Le gars là-bas, avec les cheveux rouges |
♪♫
Je tape des pieds sur la tôle du container, au rythme des basses. Le son est fort, très fort, peut-être que les gars sur la ligne de départ l'entendent, pourtant ils se trouvent à plusieurs centaines de mètres. On ne les voit pas d'ici, on est situés au virage serré qui précède la ligne droite de l'arrivée. Des dizaines de têtes curieuses ou intéressées se penchent par dessus les rambardes des balcons des immeubles délavés qui bordent la rue. Des jeunes pour la plupart, ou des chômeurs. Les bolides ne sont pourtant pas encore passés. Ici tout le monde est au courant que les courses ont lieu le mercredi soir, à la nuit tombée. Celle-ci est réputée pour être la plus courte, mais pas la plus facile. Le parcours est essentiellement composé de ruelles étroites et de virages secs, dont le dernier, celui où l'on se trouve, constitue une véritable gorge d'étranglement. Les containers, placés sur la chaussée même, empêchent le passage de plus de trois véhicules simultanément. J'aime cette course, j'y traîne souvent.

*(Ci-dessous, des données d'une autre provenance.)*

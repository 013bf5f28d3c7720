//! Scheduler facade: named pipelines plus the deleter.

use std::collections::BTreeMap;
use std::sync::atomic::{AtomicBool, Ordering};
use std::sync::{Arc, Mutex, PoisonError, Weak};

use chrono::{DateTime, Utc};
use tokio::sync::broadcast;
use tokio::task::JoinHandle;
use tracing::{debug, info, warn};

use super::Rid;
use super::deleter::{Deleter, Pipelines};
use super::handlers::MasterHandlers;
use super::pipeline::Pipeline;
use super::pool::{RunPool, Submission};
use super::run::{Run, RunStatus};
use crate::config::SchedulerConfig;
use crate::datasets::DatasetDb;
use crate::error::SchedulerError;
use crate::notifier::{Modification, Notifier, RunInfo};
use crate::protocol::Expid;
use crate::repository::ExperimentRepo;
use crate::rid::RidCounter;
use crate::worker::WorkerHandlers;

/// Everything a pool needs from its scheduler, passed down explicitly.
pub struct SchedulerContext {
    pub config: SchedulerConfig,
    pub notifier: Arc<Notifier>,
    pub rids: RidCounter,
    pub repository: Arc<ExperimentRepo>,
    /// Serves requests from every worker the scheduler spawns.
    pub handlers: Arc<dyn WorkerHandlers>,
}

impl SchedulerContext {
    pub fn new(
        config: SchedulerConfig,
        repository: Arc<ExperimentRepo>,
        handlers: Arc<dyn WorkerHandlers>,
    ) -> Self {
        let rids = RidCounter::open(&config.rid_cache, &config.results_dir);
        Self {
            config,
            notifier: Arc::new(Notifier::new()),
            rids,
            repository,
            handlers,
        }
    }
}

/// External collaborators of the scheduler.
pub struct SchedulerDeps {
    pub repository: Arc<ExperimentRepo>,
    pub datasets: Arc<DatasetDb>,
}

pub(super) struct Inner {
    ctx: Arc<SchedulerContext>,
    pipelines: Pipelines,
    deleter: Deleter,
    deleter_task: Mutex<Option<JoinHandle<()>>>,
    terminated: AtomicBool,
}

/// Externally callable scheduler. Cheap to clone.
#[derive(Clone)]
pub struct Scheduler {
    pub(super) inner: Arc<Inner>,
}

impl Scheduler {
    /// Start the deleter; pipelines are created on first submission.
    pub fn start(config: SchedulerConfig, deps: SchedulerDeps) -> Self {
        let inner = Arc::new_cyclic(|weak: &Weak<Inner>| {
            let handlers = Arc::new(MasterHandlers::new(weak.clone(), deps.datasets));
            let ctx = Arc::new(SchedulerContext::new(config, deps.repository, handlers));
            let pipelines = Pipelines::default();
            let (deleter, deleter_task) = Deleter::start(pipelines.clone());
            Inner {
                ctx,
                pipelines,
                deleter,
                deleter_task: Mutex::new(Some(deleter_task)),
                terminated: AtomicBool::new(false),
            }
        });
        info!(next_rid = inner.ctx.rids.peek(), "scheduler started");
        Self { inner }
    }

    /// Queue a run; creates the pipeline on first use.
    pub async fn submit(
        &self,
        pipeline_name: &str,
        expid: Expid,
        priority: i32,
        due_date: Option<DateTime<Utc>>,
        flush: bool,
    ) -> Result<Rid, SchedulerError> {
        if self.inner.terminated.load(Ordering::SeqCst) {
            return Err(SchedulerError::Terminated);
        }

        let submission =
            Submission::prepare(&self.inner.ctx, expid, priority, due_date, flush).await?;

        // Held from lookup to insertion so garbage collection cannot retire
        // the pipeline in between.
        let mut pipelines = self.inner.pipelines.write().await;
        if self.inner.terminated.load(Ordering::SeqCst) {
            drop(pipelines);
            submission.abandon(&self.inner.ctx).await;
            return Err(SchedulerError::Terminated);
        }
        let pool = pipelines
            .entry(pipeline_name.to_string())
            .or_insert_with(|| {
                debug!(pipeline = pipeline_name, "creating pipeline");
                Arc::new(Pipeline::start(
                    pipeline_name,
                    self.inner.ctx.clone(),
                    self.inner.deleter.clone(),
                ))
            })
            .pool()
            .clone();
        let run = pool.admit(submission).await;
        drop(pipelines);

        pool.log_submission(&run).await;
        Ok(run.rid())
    }

    /// Hard delete: the worker is closed and the run removed.
    pub async fn delete(&self, rid: Rid) {
        self.inner.deleter.delete(rid).await;
    }

    /// Graceful for running or paused runs (the flag reaches the worker on
    /// its next resume); a plain delete otherwise.
    pub async fn request_termination(&self, rid: Rid) {
        let Some((_, run)) = self.find(rid).await else {
            debug!(rid, "termination requested for unknown run");
            return;
        };
        match run.status() {
            RunStatus::Running | RunStatus::Paused => {
                info!(rid, "termination requested");
                run.request_termination();
            }
            _ => self.delete(rid).await,
        }
    }

    pub async fn get_status(&self) -> BTreeMap<Rid, RunInfo> {
        self.inner.ctx.notifier.snapshot().await
    }

    /// Would pausing now let something else run?
    ///
    /// True if termination was requested or a prepared run outranks this
    /// one. Advisory: a higher-priority submission can arrive right after.
    pub async fn check_pause(&self, rid: Rid) -> Result<bool, SchedulerError> {
        let (pool, run) = self
            .find(rid)
            .await
            .ok_or(SchedulerError::RunNotFound { rid })?;
        if run.status() != RunStatus::Running {
            return Ok(false);
        }
        if run.termination_requested() {
            return Ok(true);
        }
        let prepared_max = pool
            .runs()
            .iter()
            .filter(|r| r.status() == RunStatus::PrepareDone)
            .map(|r| r.priority_key())
            .max();
        Ok(prepared_max.is_some_and(|max| max > run.priority_key()))
    }

    pub async fn check_termination(&self, rid: Rid) -> Result<bool, SchedulerError> {
        let (_, run) = self
            .find(rid)
            .await
            .ok_or(SchedulerError::RunNotFound { rid })?;
        Ok(run.termination_requested())
    }

    /// Stream of schedule modifications.
    pub fn subscribe(&self) -> broadcast::Receiver<Modification> {
        self.inner.ctx.notifier.subscribe()
    }

    /// Names of the live pipelines.
    pub async fn pipeline_names(&self) -> Vec<String> {
        let mut names: Vec<String> = self.inner.pipelines.read().await.keys().cloned().collect();
        names.sort();
        names
    }

    /// Reject new submissions, delete every run and wait until the deleter
    /// has drained.
    pub async fn stop(&self) {
        self.inner.terminated.store(true, Ordering::SeqCst);

        let rids: Vec<Rid> = self
            .inner
            .pipelines
            .read()
            .await
            .values()
            .flat_map(|p| p.pool().rids())
            .collect();
        for rid in rids {
            self.inner.deleter.delete(rid).await;
        }
        self.inner.deleter.join().await;

        let task = self
            .inner
            .deleter_task
            .lock()
            .unwrap_or_else(PoisonError::into_inner)
            .take();
        if let Some(task) = task {
            task.abort();
            let _ = task.await;
        }

        let remaining = self.inner.pipelines.read().await.len();
        if remaining > 0 {
            warn!(remaining, "some pipelines were not garbage-collected");
        }
        info!("scheduler stopped");
    }

    async fn find(&self, rid: Rid) -> Option<(Arc<RunPool>, Arc<Run>)> {
        self.inner
            .pipelines
            .read()
            .await
            .values()
            .find_map(|p| p.pool().get(rid).map(|run| (p.pool().clone(), run)))
    }
}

- Kenza, descends de ce truc putain.
J'ai un petit rire en entendant Elie tenter d'avoir un semblant d'autorité sur moi. Je lui arrache la pauvre clope qu'il a entre les doigts et qu'il galère à allumer depuis cinq bonnes minutes.
- Donne-moi ça, toi.
Je lui allume du premier coup avec mon propre briquet avant de tirer un coup puis de lui la rendre. Elie est une petite frappe. Toute petite. C'est la première fois que je l’emmène ici, sûrement la dernière puisqu'il m'a déjà demandé trois fois de me placer derrière le container plutôt qu'au dessus. Mais j'veux les voir tous passer moi, je ne vais pas me planquer derrière une fichue boîte de métal juste pour ne pas risquer de me prendre quelques cailloux.
Il est vrai que ma place est plutôt exposée. Un simple dérapage et je risque de me prendre et l'engin et le pilote dans les jambes. M'enfin bon, un accident c'est un accident, ça peut arriver un lundi au supermarché comme un mercredi dans une gorge d'étranglement d'une des courses les plus célèbres de la ville.

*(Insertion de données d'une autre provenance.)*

//! The three stage tasks of a pipeline.
//!
//! Each stage loops: inspect the pool, drive the best eligible run through
//! its stage, or wait on the pool's state-changed signal. A failure is
//! logged once and the run goes to the deleter; the stage itself keeps
//! going.

use std::sync::Arc;
use std::time::Duration;

use chrono::{DateTime, Utc};
use tokio::sync::watch;
use tracing::{debug, error};

use super::deleter::Deleter;
use super::pool::RunPool;
use super::run::{Run, RunStatus};
use crate::error::WorkerError;
use crate::worker::RunOutcome;

/// What the prepare stage should do next.
pub(crate) enum PrepareSelection {
    Ready(Arc<Run>),
    /// Nothing eligible now; the earliest relevant due date is this far away.
    Sleep(Duration),
    /// Nothing eligible until the pool changes.
    Idle,
}

/// Best pending run, unless an already prepared run outranks it.
///
/// Not-yet-due runs are never selected; if one of them would take
/// precedence once due, the stage sleeps until then.
pub(crate) fn select_for_prepare(runs: &[Arc<Run>], now: DateTime<Utc>) -> PrepareSelection {
    let prepared_max = runs
        .iter()
        .filter(|r| r.status() == RunStatus::PrepareDone)
        .map(|r| r.priority_key())
        .max();
    let takes_precedence = |r: &Run| prepared_max.is_none_or(|max| r.priority_key() > max);

    let pending: Vec<&Arc<Run>> = runs
        .iter()
        .filter(|r| r.status() == RunStatus::Pending)
        .collect();

    let candidate = pending
        .iter()
        .filter(|r| r.is_runnable(now))
        .max_by_key(|r| r.priority_key());
    if let Some(candidate) = candidate {
        if takes_precedence(candidate) {
            return PrepareSelection::Ready(Arc::clone(candidate));
        }
    }

    pending
        .iter()
        .filter(|r| !r.is_runnable(now) && takes_precedence(r))
        .filter_map(|r| r.due_date())
        .map(|due| (due - now).to_std().unwrap_or_default())
        .min()
        .map_or(PrepareSelection::Idle, PrepareSelection::Sleep)
}

/// Highest-key run in `status`.
pub(crate) fn top_with_status(runs: &[Arc<Run>], status: RunStatus) -> Option<Arc<Run>> {
    runs.iter()
        .filter(|r| r.status() == status)
        .max_by_key(|r| r.priority_key())
        .cloned()
}

fn log_failure(stage: &str, run: &Run, error: &WorkerError) {
    if error.is_internal() {
        // Already reported by the experiment itself.
        debug!(rid = run.rid(), stage, error = %error, "experiment failed, deleting run");
    } else {
        error!(rid = run.rid(), stage, error = %error, "worker failed, deleting run");
    }
}

/// `false` when the pool is gone.
async fn wait_for_change(changed: &mut watch::Receiver<u64>) -> bool {
    changed.changed().await.is_ok()
}

pub(crate) async fn prepare_stage(pool: Arc<RunPool>, deleter: Deleter) {
    let mut changed = pool.state_changed().subscribe();
    loop {
        changed.borrow_and_update();
        let run = match select_for_prepare(&pool.runs(), Utc::now()) {
            PrepareSelection::Idle => {
                if !wait_for_change(&mut changed).await {
                    return;
                }
                continue;
            }
            PrepareSelection::Sleep(delay) => {
                debug!(pipeline = %pool.pipeline_name(), ?delay, "waiting for due date");
                if let Ok(Err(_)) = tokio::time::timeout(delay, changed.changed()).await {
                    return;
                }
                continue;
            }
            PrepareSelection::Ready(run) => run,
        };

        if run.flush() && !wait_for_flush(&pool, &run, &mut changed).await {
            continue;
        }
        if !run.set_status(RunStatus::Preparing).await {
            continue;
        }

        let result = async {
            run.build().await?;
            run.prepare().await
        }
        .await;
        match result {
            Ok(()) => {
                run.set_status(RunStatus::PrepareDone).await;
            }
            Err(e) => {
                log_failure("prepare", &run, &e);
                deleter.delete(run.rid()).await;
            }
        }
    }
}

/// Hold a flush run in `flushing` until no other run of equal or higher
/// priority is between `pending` and `deleting`. `false` if the run was
/// closed meanwhile.
async fn wait_for_flush(pool: &RunPool, run: &Arc<Run>, changed: &mut watch::Receiver<u64>) -> bool {
    if !run.set_status(RunStatus::Flushing).await {
        return false;
    }
    loop {
        changed.borrow_and_update();
        if run.is_closed() {
            return false;
        }
        let blocked = pool.runs().iter().any(|other| {
            !Arc::ptr_eq(other, run)
                && other.priority() >= run.priority()
                && !matches!(other.status(), RunStatus::Pending | RunStatus::Deleting)
        });
        if !blocked {
            return true;
        }
        tokio::select! {
            result = changed.changed() => {
                if result.is_err() {
                    return false;
                }
            }
            _ = run.closed() => return false,
        }
    }
}

/// Runs prepared runs, preempting cooperatively.
///
/// `stack` holds paused runs, most recently preempted on top. A prepared
/// run that outranks the top is started first; otherwise the top resumes.
pub(crate) async fn run_stage(pool: Arc<RunPool>, deleter: Deleter) {
    let mut changed = pool.state_changed().subscribe();
    let mut stack: Vec<Arc<Run>> = Vec::new();
    loop {
        changed.borrow_and_update();
        // Runs deleted while paused are dropped.
        stack.retain(|r| r.status() == RunStatus::Paused);

        let next = top_with_status(&pool.runs(), RunStatus::PrepareDone);
        let preempt = match (stack.last(), &next) {
            (Some(top), Some(next)) => next.priority_key() > top.priority_key(),
            (Some(_), None) => false,
            (None, _) => true,
        };
        let run = if preempt {
            match next {
                Some(next) => next,
                None => {
                    if !wait_for_change(&mut changed).await {
                        return;
                    }
                    continue;
                }
            }
        } else {
            match stack.pop() {
                Some(top) => top,
                None => continue,
            }
        };

        let resuming = run.status() == RunStatus::Paused;
        if !run.set_status(RunStatus::Running).await {
            continue;
        }
        let outcome = if resuming {
            run.resume(run.take_termination_request()).await
        } else {
            run.run().await
        };

        match outcome {
            Ok(RunOutcome::Completed) => {
                run.set_status(RunStatus::RunDone).await;
            }
            Ok(RunOutcome::Paused) => {
                if run.set_status(RunStatus::Paused).await {
                    stack.push(run);
                }
            }
            Err(e) => {
                log_failure("run", &run, &e);
                deleter.delete(run.rid()).await;
            }
        }
    }
}

/// Analyzes finished runs, writes their results and hands them to the
/// deleter whatever the outcome.
pub(crate) async fn analyze_stage(pool: Arc<RunPool>, deleter: Deleter) {
    let mut changed = pool.state_changed().subscribe();
    loop {
        changed.borrow_and_update();
        let Some(run) = top_with_status(&pool.runs(), RunStatus::RunDone) else {
            if !wait_for_change(&mut changed).await {
                return;
            }
            continue;
        };
        if !run.set_status(RunStatus::Analyzing).await {
            continue;
        }

        // Results are still written after an experiment-side analysis
        // failure; a broken worker gets no further requests.
        let writable = match run.analyze().await {
            Ok(()) => true,
            Err(e) => {
                log_failure("analyze", &run, &e);
                e.is_internal()
            }
        };
        if writable {
            if let Err(e) = run.write_results().await {
                log_failure("write_results", &run, &e);
            }
        }
        deleter.delete(run.rid()).await;
    }
}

- Il a raison mec, tu ferais mieux au moins de relever tes jambes.
La voix d'Alexandre est légèrement couverte par les cris des spectateurs, qui eux mêmes sont presque inaudibles à cause du boucan monstre que provoquent les motos en approche. J'ai un soupir.

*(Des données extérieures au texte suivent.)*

//! RID issuing with restart recovery.
//!
//! The last issued RID is cached in a small JSON file. When the cache is
//! missing, the counter resumes after the highest RID found in the results
//! tree (`<results>/YYYY-MM-DD/HH[-MM]/NNNNNNNNN-*`).

use std::path::{Path, PathBuf};
use std::sync::{Mutex, PoisonError};

use regex::Regex;
use serde::{Deserialize, Serialize};
use tokio::fs;
use tracing::{debug, info, warn};

use crate::scheduler::Rid;

#[derive(Debug, Serialize, Deserialize)]
struct RidCache {
    last_rid: Rid,
}

/// Strictly increasing RID source.
#[derive(Debug)]
pub struct RidCounter {
    next: Mutex<Rid>,
    /// Last RID written to the cache; writes never move it backwards.
    persisted: tokio::sync::Mutex<Option<Rid>>,
    cache: PathBuf,
}

impl RidCounter {
    /// Resume from `cache`, falling back to a scan of `results_dir`.
    pub fn open(cache: impl Into<PathBuf>, results_dir: &Path) -> Self {
        let cache = cache.into();
        let next = match read_cache(&cache) {
            Some(last) => last + 1,
            None => {
                let next = scan_results(results_dir).map_or(0, |last| last + 1);
                debug!(results = %results_dir.display(), next, "RID cache missing, scanned results");
                next
            }
        };
        info!(next, "RID counter ready");
        Self {
            next: Mutex::new(next),
            persisted: tokio::sync::Mutex::new(None),
            cache,
        }
    }

    /// Issue the next RID and persist it as the last one.
    pub async fn issue(&self) -> Rid {
        let rid = {
            let mut next = self.next.lock().unwrap_or_else(PoisonError::into_inner);
            let rid = *next;
            *next += 1;
            rid
        };
        let mut persisted = self.persisted.lock().await;
        if persisted.is_some_and(|last| last > rid) {
            return rid;
        }
        match write_cache(&self.cache, rid).await {
            Ok(()) => *persisted = Some(rid),
            Err(e) => warn!(path = %self.cache.display(), error = %e, "failed to update RID cache"),
        }
        rid
    }

    /// RID the next `issue` will return.
    pub fn peek(&self) -> Rid {
        *self.next.lock().unwrap_or_else(PoisonError::into_inner)
    }
}

fn read_cache(path: &Path) -> Option<Rid> {
    let content = std::fs::read_to_string(path).ok()?;
    match serde_json::from_str::<RidCache>(&content) {
        Ok(cache) => Some(cache.last_rid),
        Err(e) => {
            warn!(path = %path.display(), error = %e, "ignoring unreadable RID cache");
            None
        }
    }
}

/// Write through a temporary file so a crash never leaves a torn cache.
async fn write_cache(path: &Path, last_rid: Rid) -> std::io::Result<()> {
    let tmp = path.with_extension("json.tmp");
    fs::write(&tmp, serde_json::to_vec(&RidCache { last_rid })?).await?;
    fs::rename(&tmp, path).await
}

/// Highest RID prefix in the results tree.
fn scan_results(root: &Path) -> Option<Rid> {
    let date_dir = Regex::new(r"^\d{4}-\d{2}-\d{2}$").ok()?;
    let hour_dir = Regex::new(r"^\d{2}(-\d{2})?$").ok()?;
    let result_file = Regex::new(r"^(\d{9})-").ok()?;

    let mut last = None;
    for date in subdirs(root, &date_dir) {
        for hour in subdirs(&date, &hour_dir) {
            let Ok(entries) = std::fs::read_dir(&hour) else {
                continue;
            };
            for entry in entries.flatten() {
                let name = entry.file_name();
                let Some(caps) = name.to_str().and_then(|n| result_file.captures(n)) else {
                    continue;
                };
                if let Ok(rid) = caps[1].parse::<Rid>() {
                    last = last.max(Some(rid));
                }
            }
        }
    }
    last
}

fn subdirs(dir: &Path, pattern: &Regex) -> Vec<PathBuf> {
    let Ok(entries) = std::fs::read_dir(dir) else {
        return Vec::new();
    };
    entries
        .flatten()
        .filter(|e| e.file_type().map(|t| t.is_dir()).unwrap_or(false))
        .filter(|e| e.file_name().to_str().is_some_and(|n| pattern.is_match(n)))
        .map(|e| e.path())
        .collect()
}

#[cfg(test)]
mod tests {
    use super::*;

    #[tokio::test]
    async fn fresh_counter_starts_at_zero() {
        let dir = tempfile::tempdir().unwrap();
        let counter = RidCounter::open(dir.path().join("last_rid.json"), &dir.path().join("results"));
        assert_eq!(counter.issue().await, 0);
        assert_eq!(counter.issue().await, 1);
        assert_eq!(counter.peek(), 2);
    }

    #[tokio::test]
    async fn cache_survives_restart() {
        let dir = tempfile::tempdir().unwrap();
        let cache = dir.path().join("last_rid.json");
        let results = dir.path().join("results");
        {
            let counter = RidCounter::open(&cache, &results);
            for _ in 0..5 {
                counter.issue().await;
            }
        }
        let counter = RidCounter::open(&cache, &results);
        assert_eq!(counter.issue().await, 5);
    }

    #[tokio::test]
    async fn missing_cache_scans_results() {
        let dir = tempfile::tempdir().unwrap();
        let results = dir.path().join("results");
        let hour = results.join("2024-03-01").join("14");
        std::fs::create_dir_all(&hour).unwrap();
        std::fs::write(hour.join("000000041-Scan.json"), "{}").unwrap();
        std::fs::write(hour.join("000000007-Noop.json"), "{}").unwrap();
        std::fs::write(hour.join("notes.txt"), "").unwrap();
        let minute = results.join("2024-03-02").join("09-30");
        std::fs::create_dir_all(&minute).unwrap();
        std::fs::write(minute.join("000000012-Noop.json"), "{}").unwrap();
        std::fs::create_dir_all(results.join("scratch").join("10")).unwrap();
        std::fs::write(results.join("scratch/10/000000999-X.json"), "{}").unwrap();

        let counter = RidCounter::open(dir.path().join("last_rid.json"), &results);
        assert_eq!(counter.issue().await, 42);
    }

    #[tokio::test]
    async fn corrupt_cache_falls_back_to_scan() {
        let dir = tempfile::tempdir().unwrap();
        let cache = dir.path().join("last_rid.json");
        std::fs::write(&cache, "not json").unwrap();
        let counter = RidCounter::open(&cache, &dir.path().join("results"));
        assert_eq!(counter.issue().await, 0);
    }

    #[tokio::test]
    async fn concurrent_issues_cache_the_highest_rid() {
        let dir = tempfile::tempdir().unwrap();
        let cache = dir.path().join("last_rid.json");
        let results = dir.path().join("results");
        let counter = RidCounter::open(&cache, &results);

        let (a, b, c) = tokio::join!(counter.issue(), counter.issue(), counter.issue());
        let mut issued = vec![a, b, c];
        issued.sort();
        assert_eq!(issued, vec![0, 1, 2]);

        let cached: RidCache = serde_json::from_str(&std::fs::read_to_string(&cache).unwrap()).unwrap();
        assert_eq!(cached.last_rid, 2);
        let leftovers = std::fs::read_dir(dir.path())
            .unwrap()
            .flatten()
            .filter(|e| e.file_name().to_string_lossy().ends_with(".tmp"))
            .count();
        assert_eq!(leftovers, 0);
        assert_eq!(RidCounter::open(&cache, &results).peek(), cached.last_rid + 1);
    }
}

- C'est bon, me casse pas les...
Le reste de ma phrase, même moi je ne l'entends pas. Je vois le premier concurrent, visiblement bien en tête, débouler et entamer son virage, le plus chaud de tous. Je crois que j'ai déjà croisé cette moto, plusieurs fois même. Il finit toujours parmi les premiers, et on comprends pourquoi. Il maîtrise bien, son dernier virage est propre, pas un gravier ne me saute dans l’œil, seules la chaleur et l'odeur forte qui émanent du pot d'échappement viennent jusqu'à moi. Mon sourire s'élargit, ce gars-là est vraiment impressionnant. Je me demande juste pourquoi les autres sont autant derrière. J'ai la réponse quand je les vois arriver à quatre, coudes à coudes, en rang d'oignons sur la chaussée. Mon sang ne fait qu'un tour, je me laisse tomber en arrière sur le métal, lève mes jambes, et je sens une main ferme empoigner ma capuche et me tirer sèchement plus près de l'arrière du container, en même temps qu'une des bécanes s'écrase contre la tôle dans un fracas métallique. Son conducteur a eu la présence d'esprit de sauter avant. Il n'a rien, il s'est brûlé tout au plus. Je me retourne, pour constater comme je m'y attendais le regard noir d'Alex et la clope d'Elie qui est tombée de sa bouche. J'ai un petit rire et je me lève, commence à marcher vers l'arrivée.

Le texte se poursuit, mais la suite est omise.